Information:
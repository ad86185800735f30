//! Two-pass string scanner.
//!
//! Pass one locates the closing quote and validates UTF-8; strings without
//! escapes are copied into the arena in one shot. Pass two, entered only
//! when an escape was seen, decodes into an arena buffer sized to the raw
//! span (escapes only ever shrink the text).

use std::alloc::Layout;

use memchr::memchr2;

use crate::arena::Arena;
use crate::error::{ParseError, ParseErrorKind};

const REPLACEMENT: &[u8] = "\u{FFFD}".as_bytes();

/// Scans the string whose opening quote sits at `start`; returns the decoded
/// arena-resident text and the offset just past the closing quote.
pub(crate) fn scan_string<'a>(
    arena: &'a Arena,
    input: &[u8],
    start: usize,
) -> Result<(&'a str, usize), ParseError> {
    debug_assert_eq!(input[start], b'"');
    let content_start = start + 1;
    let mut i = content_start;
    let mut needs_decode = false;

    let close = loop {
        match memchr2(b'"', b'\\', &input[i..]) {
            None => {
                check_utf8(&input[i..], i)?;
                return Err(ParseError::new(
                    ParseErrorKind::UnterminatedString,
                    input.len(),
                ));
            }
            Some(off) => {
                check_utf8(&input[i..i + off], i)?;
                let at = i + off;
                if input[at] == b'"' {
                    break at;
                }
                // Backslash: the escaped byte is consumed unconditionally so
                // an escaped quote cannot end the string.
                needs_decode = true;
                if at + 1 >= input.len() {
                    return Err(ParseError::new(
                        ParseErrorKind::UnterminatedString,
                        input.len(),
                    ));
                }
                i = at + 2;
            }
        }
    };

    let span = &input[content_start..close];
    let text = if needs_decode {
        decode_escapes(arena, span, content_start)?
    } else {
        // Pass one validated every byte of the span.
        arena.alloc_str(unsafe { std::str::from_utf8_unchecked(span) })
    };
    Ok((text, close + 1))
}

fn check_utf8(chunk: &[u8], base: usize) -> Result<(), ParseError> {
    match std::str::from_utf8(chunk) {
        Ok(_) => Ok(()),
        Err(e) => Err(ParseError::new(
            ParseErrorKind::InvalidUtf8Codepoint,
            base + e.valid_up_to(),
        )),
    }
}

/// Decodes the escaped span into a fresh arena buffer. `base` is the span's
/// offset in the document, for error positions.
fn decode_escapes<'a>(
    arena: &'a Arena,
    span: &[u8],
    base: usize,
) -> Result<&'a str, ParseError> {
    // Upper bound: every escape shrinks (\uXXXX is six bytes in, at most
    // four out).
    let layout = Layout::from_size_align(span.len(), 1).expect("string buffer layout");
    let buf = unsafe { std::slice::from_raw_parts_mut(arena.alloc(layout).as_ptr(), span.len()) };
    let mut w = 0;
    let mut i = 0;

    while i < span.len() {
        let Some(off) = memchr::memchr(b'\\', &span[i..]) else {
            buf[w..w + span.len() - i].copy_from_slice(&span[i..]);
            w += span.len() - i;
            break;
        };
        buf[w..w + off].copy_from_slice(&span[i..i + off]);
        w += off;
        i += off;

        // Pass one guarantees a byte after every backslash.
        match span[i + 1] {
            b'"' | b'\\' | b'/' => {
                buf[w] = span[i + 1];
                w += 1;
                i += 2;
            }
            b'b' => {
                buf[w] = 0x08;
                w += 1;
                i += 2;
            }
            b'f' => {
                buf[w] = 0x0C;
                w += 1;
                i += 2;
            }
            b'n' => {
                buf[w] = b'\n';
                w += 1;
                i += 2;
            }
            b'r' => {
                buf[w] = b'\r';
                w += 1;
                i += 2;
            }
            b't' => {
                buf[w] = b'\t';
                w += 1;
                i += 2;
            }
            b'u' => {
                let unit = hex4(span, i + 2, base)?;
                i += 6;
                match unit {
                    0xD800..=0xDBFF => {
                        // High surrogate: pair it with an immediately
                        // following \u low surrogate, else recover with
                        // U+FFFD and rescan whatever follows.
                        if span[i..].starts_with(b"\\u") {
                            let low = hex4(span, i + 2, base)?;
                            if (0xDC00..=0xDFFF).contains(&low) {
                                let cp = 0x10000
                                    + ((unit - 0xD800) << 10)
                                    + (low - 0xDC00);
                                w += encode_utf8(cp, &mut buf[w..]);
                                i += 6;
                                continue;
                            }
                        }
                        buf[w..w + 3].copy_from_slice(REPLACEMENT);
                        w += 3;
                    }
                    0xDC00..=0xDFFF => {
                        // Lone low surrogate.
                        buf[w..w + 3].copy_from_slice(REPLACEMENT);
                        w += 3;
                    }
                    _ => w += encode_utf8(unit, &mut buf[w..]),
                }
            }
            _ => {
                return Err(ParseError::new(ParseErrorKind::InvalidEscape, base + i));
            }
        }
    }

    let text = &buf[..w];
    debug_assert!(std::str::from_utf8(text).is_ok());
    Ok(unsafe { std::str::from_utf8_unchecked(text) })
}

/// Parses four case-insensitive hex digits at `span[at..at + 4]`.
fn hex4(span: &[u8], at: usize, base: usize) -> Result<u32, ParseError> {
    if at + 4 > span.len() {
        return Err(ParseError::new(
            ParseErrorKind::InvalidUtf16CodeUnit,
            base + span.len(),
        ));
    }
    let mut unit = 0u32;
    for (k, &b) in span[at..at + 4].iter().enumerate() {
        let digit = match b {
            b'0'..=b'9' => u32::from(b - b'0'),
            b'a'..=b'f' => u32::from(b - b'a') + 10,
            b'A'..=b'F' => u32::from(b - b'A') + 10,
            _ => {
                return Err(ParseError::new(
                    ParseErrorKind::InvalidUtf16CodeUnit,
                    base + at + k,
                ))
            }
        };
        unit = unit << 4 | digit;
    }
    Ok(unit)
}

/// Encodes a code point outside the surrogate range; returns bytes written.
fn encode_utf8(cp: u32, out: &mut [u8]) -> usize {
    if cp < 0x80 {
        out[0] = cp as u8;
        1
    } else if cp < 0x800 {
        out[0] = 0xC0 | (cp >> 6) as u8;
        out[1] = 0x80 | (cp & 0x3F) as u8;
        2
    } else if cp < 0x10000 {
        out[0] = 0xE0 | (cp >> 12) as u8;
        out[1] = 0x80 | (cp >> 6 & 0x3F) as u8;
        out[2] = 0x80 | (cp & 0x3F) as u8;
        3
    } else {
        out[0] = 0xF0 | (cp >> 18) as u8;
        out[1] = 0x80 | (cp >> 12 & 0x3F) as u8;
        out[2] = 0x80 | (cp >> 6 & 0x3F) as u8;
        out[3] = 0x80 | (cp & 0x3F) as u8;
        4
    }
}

Work to complete:
Starting at the first line of the data above, please restate word for word every line up to and including the one that holds "shrink the text).", and add nothing else.

Written response:
repository ad86185800735f30
//! Two-pass string scanner.
//!
//! Pass one locates the closing quote and validates UTF-8; strings without
//! escapes are copied into the arena in one shot. Pass two, entered only
//! when an escape was seen, decodes into an arena buffer sized to the raw
//! span (escapes only ever shrink the text).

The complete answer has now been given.